The records: Begin

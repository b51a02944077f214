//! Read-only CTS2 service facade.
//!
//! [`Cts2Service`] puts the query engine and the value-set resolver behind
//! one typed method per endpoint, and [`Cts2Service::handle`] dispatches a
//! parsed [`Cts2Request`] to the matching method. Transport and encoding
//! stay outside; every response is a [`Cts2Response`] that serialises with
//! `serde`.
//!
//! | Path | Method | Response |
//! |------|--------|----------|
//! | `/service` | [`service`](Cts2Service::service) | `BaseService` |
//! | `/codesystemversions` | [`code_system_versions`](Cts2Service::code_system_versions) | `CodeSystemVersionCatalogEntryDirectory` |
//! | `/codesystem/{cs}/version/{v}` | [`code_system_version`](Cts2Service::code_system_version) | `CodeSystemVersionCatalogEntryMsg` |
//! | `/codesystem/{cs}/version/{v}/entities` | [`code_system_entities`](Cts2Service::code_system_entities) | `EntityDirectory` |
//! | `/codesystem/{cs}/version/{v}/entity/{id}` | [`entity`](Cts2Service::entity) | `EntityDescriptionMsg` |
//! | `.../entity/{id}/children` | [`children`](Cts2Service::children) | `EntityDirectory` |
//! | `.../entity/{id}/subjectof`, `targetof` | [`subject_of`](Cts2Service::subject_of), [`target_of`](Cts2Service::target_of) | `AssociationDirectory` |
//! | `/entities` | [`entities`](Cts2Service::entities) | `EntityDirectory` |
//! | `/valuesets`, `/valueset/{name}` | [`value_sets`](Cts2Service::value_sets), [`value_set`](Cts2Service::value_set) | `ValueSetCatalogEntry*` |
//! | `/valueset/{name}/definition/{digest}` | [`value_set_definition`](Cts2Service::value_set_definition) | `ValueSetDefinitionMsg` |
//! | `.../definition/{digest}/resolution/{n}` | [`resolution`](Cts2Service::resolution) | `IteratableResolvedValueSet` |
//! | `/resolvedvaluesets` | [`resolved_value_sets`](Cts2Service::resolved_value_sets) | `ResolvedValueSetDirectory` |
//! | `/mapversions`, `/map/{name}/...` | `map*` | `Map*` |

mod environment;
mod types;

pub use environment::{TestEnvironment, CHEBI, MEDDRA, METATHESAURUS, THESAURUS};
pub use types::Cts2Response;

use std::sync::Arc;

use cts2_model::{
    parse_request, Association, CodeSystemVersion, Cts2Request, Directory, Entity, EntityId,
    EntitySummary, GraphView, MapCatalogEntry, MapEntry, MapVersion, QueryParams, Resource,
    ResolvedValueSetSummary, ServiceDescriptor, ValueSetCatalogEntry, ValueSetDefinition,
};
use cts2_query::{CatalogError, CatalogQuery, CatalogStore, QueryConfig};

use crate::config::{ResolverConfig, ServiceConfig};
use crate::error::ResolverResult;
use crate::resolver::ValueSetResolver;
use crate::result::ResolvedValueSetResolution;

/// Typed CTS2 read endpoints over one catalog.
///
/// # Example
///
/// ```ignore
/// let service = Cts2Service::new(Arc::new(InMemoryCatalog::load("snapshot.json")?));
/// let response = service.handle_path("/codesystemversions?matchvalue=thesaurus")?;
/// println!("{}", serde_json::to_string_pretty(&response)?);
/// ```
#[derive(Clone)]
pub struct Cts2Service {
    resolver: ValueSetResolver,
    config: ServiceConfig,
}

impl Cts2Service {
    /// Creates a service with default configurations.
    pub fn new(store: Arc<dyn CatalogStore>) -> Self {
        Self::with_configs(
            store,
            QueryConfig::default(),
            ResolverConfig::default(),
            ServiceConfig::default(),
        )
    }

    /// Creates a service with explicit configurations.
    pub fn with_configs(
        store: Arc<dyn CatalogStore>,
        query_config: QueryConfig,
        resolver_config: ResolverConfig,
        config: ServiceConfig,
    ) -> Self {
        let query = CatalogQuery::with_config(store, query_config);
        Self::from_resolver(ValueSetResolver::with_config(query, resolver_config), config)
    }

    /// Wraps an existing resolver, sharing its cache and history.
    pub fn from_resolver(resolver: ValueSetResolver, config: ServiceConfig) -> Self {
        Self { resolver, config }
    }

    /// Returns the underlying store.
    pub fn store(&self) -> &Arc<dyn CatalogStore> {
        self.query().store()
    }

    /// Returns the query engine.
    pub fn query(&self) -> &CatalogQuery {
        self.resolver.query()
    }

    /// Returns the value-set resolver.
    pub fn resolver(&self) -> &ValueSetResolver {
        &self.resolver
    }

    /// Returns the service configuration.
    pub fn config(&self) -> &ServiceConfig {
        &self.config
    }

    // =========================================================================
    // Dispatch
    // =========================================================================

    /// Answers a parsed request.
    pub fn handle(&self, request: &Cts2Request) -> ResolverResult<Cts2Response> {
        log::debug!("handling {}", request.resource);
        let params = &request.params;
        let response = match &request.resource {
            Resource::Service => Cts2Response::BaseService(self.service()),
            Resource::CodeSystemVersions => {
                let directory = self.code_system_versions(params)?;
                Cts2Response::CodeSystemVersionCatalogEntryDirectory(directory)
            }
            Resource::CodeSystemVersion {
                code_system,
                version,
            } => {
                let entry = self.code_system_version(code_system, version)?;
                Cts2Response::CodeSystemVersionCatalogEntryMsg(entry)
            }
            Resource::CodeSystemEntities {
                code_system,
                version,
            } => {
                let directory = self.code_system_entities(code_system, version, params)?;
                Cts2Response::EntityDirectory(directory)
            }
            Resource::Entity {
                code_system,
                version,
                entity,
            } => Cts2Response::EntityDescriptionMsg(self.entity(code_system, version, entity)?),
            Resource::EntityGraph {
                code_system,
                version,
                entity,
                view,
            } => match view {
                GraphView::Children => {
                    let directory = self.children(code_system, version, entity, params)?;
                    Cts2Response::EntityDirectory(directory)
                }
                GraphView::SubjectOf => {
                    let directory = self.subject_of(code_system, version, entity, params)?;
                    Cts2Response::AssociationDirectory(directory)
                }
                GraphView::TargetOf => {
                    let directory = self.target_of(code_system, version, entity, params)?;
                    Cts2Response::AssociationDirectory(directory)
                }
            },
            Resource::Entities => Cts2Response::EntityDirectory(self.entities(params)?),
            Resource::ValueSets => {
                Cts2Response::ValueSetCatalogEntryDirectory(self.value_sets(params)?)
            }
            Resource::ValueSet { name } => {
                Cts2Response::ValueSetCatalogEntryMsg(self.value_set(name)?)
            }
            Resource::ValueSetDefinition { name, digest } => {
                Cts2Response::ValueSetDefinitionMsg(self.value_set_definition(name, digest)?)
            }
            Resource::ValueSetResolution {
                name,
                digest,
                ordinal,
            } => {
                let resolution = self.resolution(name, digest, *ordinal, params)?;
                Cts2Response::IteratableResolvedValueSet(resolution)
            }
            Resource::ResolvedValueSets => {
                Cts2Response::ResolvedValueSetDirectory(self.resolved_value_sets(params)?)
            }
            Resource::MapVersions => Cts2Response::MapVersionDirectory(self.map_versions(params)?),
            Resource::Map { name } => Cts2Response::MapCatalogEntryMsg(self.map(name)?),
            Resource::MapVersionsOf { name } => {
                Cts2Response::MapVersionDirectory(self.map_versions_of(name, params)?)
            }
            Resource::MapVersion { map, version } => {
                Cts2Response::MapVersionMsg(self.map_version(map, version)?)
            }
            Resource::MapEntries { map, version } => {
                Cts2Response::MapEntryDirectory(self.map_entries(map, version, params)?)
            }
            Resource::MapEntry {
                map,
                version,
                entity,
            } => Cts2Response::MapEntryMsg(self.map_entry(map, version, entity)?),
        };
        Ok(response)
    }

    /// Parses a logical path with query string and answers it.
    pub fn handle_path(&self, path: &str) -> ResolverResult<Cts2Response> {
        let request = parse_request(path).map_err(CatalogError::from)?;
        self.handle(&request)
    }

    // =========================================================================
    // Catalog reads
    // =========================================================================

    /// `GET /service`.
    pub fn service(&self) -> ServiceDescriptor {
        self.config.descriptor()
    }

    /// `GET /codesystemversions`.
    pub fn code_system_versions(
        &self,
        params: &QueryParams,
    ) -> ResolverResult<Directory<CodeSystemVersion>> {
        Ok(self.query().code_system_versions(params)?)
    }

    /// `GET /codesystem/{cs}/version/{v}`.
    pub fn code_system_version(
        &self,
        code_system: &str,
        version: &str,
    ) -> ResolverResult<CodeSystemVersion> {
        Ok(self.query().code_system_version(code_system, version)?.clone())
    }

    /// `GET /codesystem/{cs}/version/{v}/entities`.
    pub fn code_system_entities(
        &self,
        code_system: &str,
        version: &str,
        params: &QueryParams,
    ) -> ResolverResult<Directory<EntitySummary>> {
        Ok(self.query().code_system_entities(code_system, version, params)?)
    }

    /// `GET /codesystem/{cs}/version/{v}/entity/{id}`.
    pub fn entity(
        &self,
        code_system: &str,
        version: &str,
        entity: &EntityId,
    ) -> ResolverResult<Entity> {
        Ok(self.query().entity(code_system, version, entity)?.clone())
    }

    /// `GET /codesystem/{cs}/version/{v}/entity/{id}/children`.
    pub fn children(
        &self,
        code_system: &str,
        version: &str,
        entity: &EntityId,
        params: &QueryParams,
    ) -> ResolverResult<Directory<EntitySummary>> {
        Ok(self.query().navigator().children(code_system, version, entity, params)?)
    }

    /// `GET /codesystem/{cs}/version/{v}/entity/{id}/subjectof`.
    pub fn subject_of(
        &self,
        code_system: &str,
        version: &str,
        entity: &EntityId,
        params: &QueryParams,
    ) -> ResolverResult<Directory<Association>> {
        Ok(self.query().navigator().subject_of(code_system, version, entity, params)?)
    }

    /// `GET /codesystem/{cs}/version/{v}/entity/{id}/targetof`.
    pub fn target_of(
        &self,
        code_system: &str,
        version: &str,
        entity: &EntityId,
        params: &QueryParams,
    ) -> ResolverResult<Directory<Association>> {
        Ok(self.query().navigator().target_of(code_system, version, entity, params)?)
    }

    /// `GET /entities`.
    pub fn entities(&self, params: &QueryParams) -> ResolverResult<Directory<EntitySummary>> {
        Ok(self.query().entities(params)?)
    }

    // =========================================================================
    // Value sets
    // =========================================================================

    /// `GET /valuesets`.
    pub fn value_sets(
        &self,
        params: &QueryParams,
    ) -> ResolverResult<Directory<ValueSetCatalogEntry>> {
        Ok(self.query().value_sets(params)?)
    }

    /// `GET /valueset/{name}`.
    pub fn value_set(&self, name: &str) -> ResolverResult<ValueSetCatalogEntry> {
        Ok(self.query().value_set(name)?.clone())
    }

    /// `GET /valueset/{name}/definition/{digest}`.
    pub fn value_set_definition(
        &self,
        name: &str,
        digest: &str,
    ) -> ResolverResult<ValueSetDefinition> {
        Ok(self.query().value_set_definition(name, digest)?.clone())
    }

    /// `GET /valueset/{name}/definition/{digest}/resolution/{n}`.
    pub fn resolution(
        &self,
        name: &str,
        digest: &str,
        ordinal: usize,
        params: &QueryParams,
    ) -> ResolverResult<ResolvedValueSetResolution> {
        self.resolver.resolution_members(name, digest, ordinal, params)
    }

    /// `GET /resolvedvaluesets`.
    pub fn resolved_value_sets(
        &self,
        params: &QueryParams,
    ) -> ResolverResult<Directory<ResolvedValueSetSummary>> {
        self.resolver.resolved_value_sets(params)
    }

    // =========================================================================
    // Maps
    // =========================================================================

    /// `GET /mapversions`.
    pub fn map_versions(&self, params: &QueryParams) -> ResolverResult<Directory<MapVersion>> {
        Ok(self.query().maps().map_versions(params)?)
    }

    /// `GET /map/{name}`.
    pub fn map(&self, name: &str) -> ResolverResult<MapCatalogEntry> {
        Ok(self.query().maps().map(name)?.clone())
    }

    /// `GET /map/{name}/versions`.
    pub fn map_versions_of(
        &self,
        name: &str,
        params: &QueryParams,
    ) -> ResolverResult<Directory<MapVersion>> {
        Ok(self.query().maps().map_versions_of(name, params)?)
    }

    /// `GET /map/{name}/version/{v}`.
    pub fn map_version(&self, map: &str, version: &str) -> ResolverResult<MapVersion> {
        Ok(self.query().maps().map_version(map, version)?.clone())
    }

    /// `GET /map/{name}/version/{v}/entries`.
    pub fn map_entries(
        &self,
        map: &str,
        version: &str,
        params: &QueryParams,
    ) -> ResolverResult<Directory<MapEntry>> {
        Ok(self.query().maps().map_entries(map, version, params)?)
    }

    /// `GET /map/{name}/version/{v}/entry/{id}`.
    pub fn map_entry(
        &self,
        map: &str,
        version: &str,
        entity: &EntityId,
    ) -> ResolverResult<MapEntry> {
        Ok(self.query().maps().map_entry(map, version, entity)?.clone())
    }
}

The records: End
The records: Begin

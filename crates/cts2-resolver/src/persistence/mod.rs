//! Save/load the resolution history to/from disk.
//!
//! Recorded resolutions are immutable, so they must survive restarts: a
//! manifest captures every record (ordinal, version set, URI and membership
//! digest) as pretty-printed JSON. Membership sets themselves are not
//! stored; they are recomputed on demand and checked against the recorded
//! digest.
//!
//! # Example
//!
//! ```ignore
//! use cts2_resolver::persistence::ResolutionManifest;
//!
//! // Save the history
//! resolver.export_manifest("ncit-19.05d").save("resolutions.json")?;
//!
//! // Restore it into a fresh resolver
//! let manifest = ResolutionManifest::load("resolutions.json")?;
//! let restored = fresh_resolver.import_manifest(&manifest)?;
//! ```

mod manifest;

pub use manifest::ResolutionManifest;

The records: End

§ About this exercise
Go through the data and show every line where "CatalogError" occurs.

§ Your response
use cts2_query::{CatalogError, CatalogQuery, CatalogStore, QueryConfig};
        let request = parse_request(path).map_err(CatalogError::from)?;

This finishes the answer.